Opened in 1987, the interpretive centre at Head-Smashed-In is built into the ancient sandstone cliff in naturalistic fashion. It contains five distinct levels depicting the ecology, mythology, lifestyle and technology of Blackfoot peoples within the context of available archaeological evidence, presented from the viewpoints of both aboriginal peoples and European archaeological science.

The centre also offers educational public and school programs which can be booked throughout the year.
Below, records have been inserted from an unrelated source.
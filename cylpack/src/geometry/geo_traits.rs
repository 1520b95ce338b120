/// Trait for types that can detect collisions between `Self` and `T`.
pub trait CollidesWith<T> {
    fn collides_with(&self, other: &T) -> bool;
}

/// Trait for types that can compute the minimum distance between `Self` and `T`.
pub trait DistanceTo<T> {
    /// Minimum distance between two primitives. Will be 0 in case of a collision.
    fn distance(&self, other: &T) -> f32;

    /// Squared version of [`DistanceTo::distance`]
    fn sq_distance(&self, other: &T) -> f32;
}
Each year Head-Smashed-In hosts a number of special events and native festivals known throughout the world for their colour, energy and authenticity, including Buffalo Harvest Days, which brings together First Nations artists and craftspeople who display a wide variety of jewelry, clothing, art and crafts. Visitors can witness traditional drumming and dancing demonstrations every Wednesday in July and August at 11 a.m. and 1:30 p.m. at the centre.

An exhibition of photography titled Lost Identities: A Journey of Rediscovery, a collection of photographs taken in aboriginal communities, made its first appearance at the Head-Smashed-In Buffalo Jump interpretive centre in 1999. After some time as a traveling exhibit, it was returned permanently to display in the centre. The permanent exhibition is a collaboration of many historical societies and museums to provide interpretations of the collection. The subjects of the photographs had gone unidentified for some time. While it was a traveling exhibit, the aboriginal communities where the photographs were taken provided further background and "voice" to the photographs.

The facility was designed by Le Blond Partnership, an architectural firm in Calgary. The design was awarded the Governor General's gold medal for Architecture in 1990.

==In popular culture==
On their 2001 album “In the Meantime and In Between Time” SNFU released the song “Head Smashed In Buffalo Jump” about meeting a man with “sideburns in the shape of a prairie province” at Head Smashed In Buffalo Jump. the side burned man sang songs about buffalo, home, hot rods, and UFOs.

On their 2002 album One Night at Seven in the Morning, the John Borra Band released the song "Buffalo Jump", which includes the full name of the heritage site in its refrain.

In 2026, on the TV show The Pitt, Dr. Michael 'Robby' Robinavitch, played by Noah Wyle, mentions that he will be taking a sabbatical to Head-Smashed-In Buffalo Jump.